Though Bear was fortunate enough to have a kidney donor, he was still put on a waiting list for a kidney just in case something happened to donor. If he’d had to wait for the actual list, it might have taken six to eight years to receive a new kidney.
Bear’s 14-year-old daughter, Kelsey, was worried about her father, but didn’t show it much, Bear said.
“She’s a trooper,” he added.
The road to recovery
Burgess has been recovering well from the surgery, Bear reported. She’s been told to drink more water to keep her system flushed out.
Bear, too, has had a successful recovery thus far, and the last two weeks have been a marked improvement.
“It changes your life. It’s like a miracle,” Bear said.
As a diabetic, his diet had been good before the surgery, so that didn’t change. However, he will have to drink three full liters of water a day and take five anti-rejection pills a day for the rest of his life.
“I’ve been feeling really good. I don’t throw up at all anymore, I’m not sick, I don’t want to sleep all the time and I’m just getting back to the old me again, you know,” Bear said.
His friends and family have been helping him along the way, bringing him to Fargo and back for treatment. Liechty Homes, where Bear works, has been good about giving him time off to heal.

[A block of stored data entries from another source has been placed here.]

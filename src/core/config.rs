use std::env;

use crate::shared::constants::DEFAULT_LANGUAGE;

#[derive(Debug, Clone)]
pub struct Config {
    pub app: AppConfig,
    pub database: DatabaseConfig,
    pub swagger: SwaggerConfig,
}

#[derive(Debug, Clone)]
pub struct AppConfig {
    pub host: String,
    pub port: u16,
    pub cors_allowed_origins: Vec<String>,
    /// Language whose names are stored as the record default
    pub default_language: String,
}

#[derive(Debug, Clone)]
pub struct DatabaseConfig {
    pub url: String,
    pub max_connections: u32,
    pub min_connections: u32,
    pub acquire_timeout_secs: u64,
    pub idle_timeout_secs: u64,
    pub max_lifetime_secs: u64,
    pub run_migrations: bool,
}

#[derive(Debug, Clone)]
pub struct SwaggerConfig {
    pub title: String,
    pub version: String,
    pub description: String,
}

impl Config {
    pub fn from_env() -> Result<Self, String> {
        // Load .env file if exists, ignore if not found (optional for production)
        if let Err(e) = dotenvy::dotenv() {
            if !e.not_found() {
                eprintln!("Warning: Error loading .env file: {}", e);
            }
        }

        Ok(Config {
            app: AppConfig::from_env()?,
            database: DatabaseConfig::from_env()?,
            swagger: SwaggerConfig::from_env()?,
        })
    }
}

impl AppConfig {
    pub fn from_env() -> Result<Self, String> {
        let host = env::var("HOST").unwrap_or_else(|_| "0.0.0.0".to_string());
        let port = env::var("PORT")
            .unwrap_or_else(|_| "3000".to_string())
            .parse::<u16>()
            .map_err(|e| format!("Invalid PORT: {}", e))?;

        let cors_allowed_origins =
            parse_origins(&env::var("CORS_ALLOWED_ORIGINS").unwrap_or_else(|_| "*".to_string()));

        let default_language = env::var("DEFAULT_LANGUAGE")
            .ok()
            .map(|s| s.trim().to_string())
            .filter(|s| !s.is_empty())
            .unwrap_or_else(|| DEFAULT_LANGUAGE.to_string());

        Ok(Self {
            host,
            port,
            cors_allowed_origins,
            default_language,
        })
    }

    pub fn server_address(&self) -> String {
        format!("{}:{}", self.host, self.port)
    }
}

/// Parse origins from a comma-separated string
fn parse_origins(raw: &str) -> Vec<String> {
    raw.split(',')
        .map(|s| s.trim().to_string())
        .filter(|s| !s.is_empty())
        .collect()
}

impl DatabaseConfig {
    // Default values for database connection pool (conservative defaults for small-medium apps)
    const DEFAULT_MAX_CONNECTIONS: u32 = 10;
    const DEFAULT_MIN_CONNECTIONS: u32 = 1;
    const DEFAULT_ACQUIRE_TIMEOUT_SECS: u64 = 5;
    const DEFAULT_IDLE_TIMEOUT_SECS: u64 = 600; // 10 minutes
    const DEFAULT_MAX_LIFETIME_SECS: u64 = 1800; // 30 minutes

    pub fn from_env() -> Result<Self, String> {
        let url = env::var("DATABASE_URL").map_err(|_| "DATABASE_URL must be set".to_string())?;

        let max_connections = env::var("DB_MAX_CONNECTIONS")
            .unwrap_or_else(|_| Self::DEFAULT_MAX_CONNECTIONS.to_string())
            .parse::<u32>()
            .map_err(|_| "DB_MAX_CONNECTIONS must be a valid number".to_string())?;

        let min_connections = env::var("DB_MIN_CONNECTIONS")
            .unwrap_or_else(|_| Self::DEFAULT_MIN_CONNECTIONS.to_string())
            .parse::<u32>()
            .map_err(|_| "DB_MIN_CONNECTIONS must be a valid number".to_string())?;

        let acquire_timeout_secs = env::var("DB_ACQUIRE_TIMEOUT_SECS")
            .unwrap_or_else(|_| Self::DEFAULT_ACQUIRE_TIMEOUT_SECS.to_string())
            .parse::<u64>()
            .map_err(|_| "DB_ACQUIRE_TIMEOUT_SECS must be a valid number".to_string())?;

        let idle_timeout_secs = env::var("DB_IDLE_TIMEOUT_SECS")
            .unwrap_or_else(|_| Self::DEFAULT_IDLE_TIMEOUT_SECS.to_string())
            .parse::<u64>()
            .map_err(|_| "DB_IDLE_TIMEOUT_SECS must be a valid number".to_string())?;

        let max_lifetime_secs = env::var("DB_MAX_LIFETIME_SECS")
            .unwrap_or_else(|_| Self::DEFAULT_MAX_LIFETIME_SECS.to_string())
            .parse::<u64>()
            .map_err(|_| "DB_MAX_LIFETIME_SECS must be a valid number".to_string())?;

        let run_migrations = parse_bool(
            "DB_RUN_MIGRATIONS",
            &env::var("DB_RUN_MIGRATIONS").unwrap_or_else(|_| "true".to_string()),
        )?;

        Ok(Self {
            url,
            max_connections,
            min_connections,
            acquire_timeout_secs,
            idle_timeout_secs,
            max_lifetime_secs,
            run_migrations,
        })
    }
}

fn parse_bool(name: &str, raw: &str) -> Result<bool, String> {
    match raw.trim().to_ascii_lowercase().as_str() {
        "1" | "true" | "yes" | "on" => Ok(true),
        "0" | "false" | "no" | "off" => Ok(false),
        _ => Err(format!("{} must be true or false", name)),
    }
}

impl SwaggerConfig {
    pub fn from_env() -> Result<Self, String> {
        let title = env::var("SWAGGER_TITLE").unwrap_or_else(|_| "Geographic API".to_string());
        let version =
            env::var("SWAGGER_VERSION").unwrap_or_else(|_| env!("CARGO_PKG_VERSION").to_string());
        let description = env::var("SWAGGER_DESCRIPTION").unwrap_or_else(|_| {
            "Read-only lookup of regions, countries, states and cities".to_string()
        });

        Ok(Self {
            title,
            version,
            description,
        })
    }
}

“I think the people involved know it, but I’m just so grateful for everybody, friends and family and work and everybody in my life has been so awesome about this,” Bear said. “I just couldn’t ask for better people to be around me.”
Now his friends and family are working on another way to help him — a spaghetti supper and silent auction from 4:30 to 8 p.m. Friday at the James River Senior and Community Center. A freewill offering will be taken.
“You’ve got to take time off of work, and, well, transplants aren’t cheap, so we figured maybe he could use a little bit of help,” said Bear’s aunt, Denice Bear of Glenfield.
The meal will include spaghetti, garlic toast, beverages and dessert bars.
Silent auction items will include a hotel room, gift certificates, wall hangings, an Easter basket and etched mirrors, Denice said.
Supplemental matching funds will be provided Thrivent of Stutsman County.
Anyone who wants to donate can mail checks payable to the Cricket Bear Fund to Denice Bear, 153 87th Ave. NE, Glenfield, ND 58443.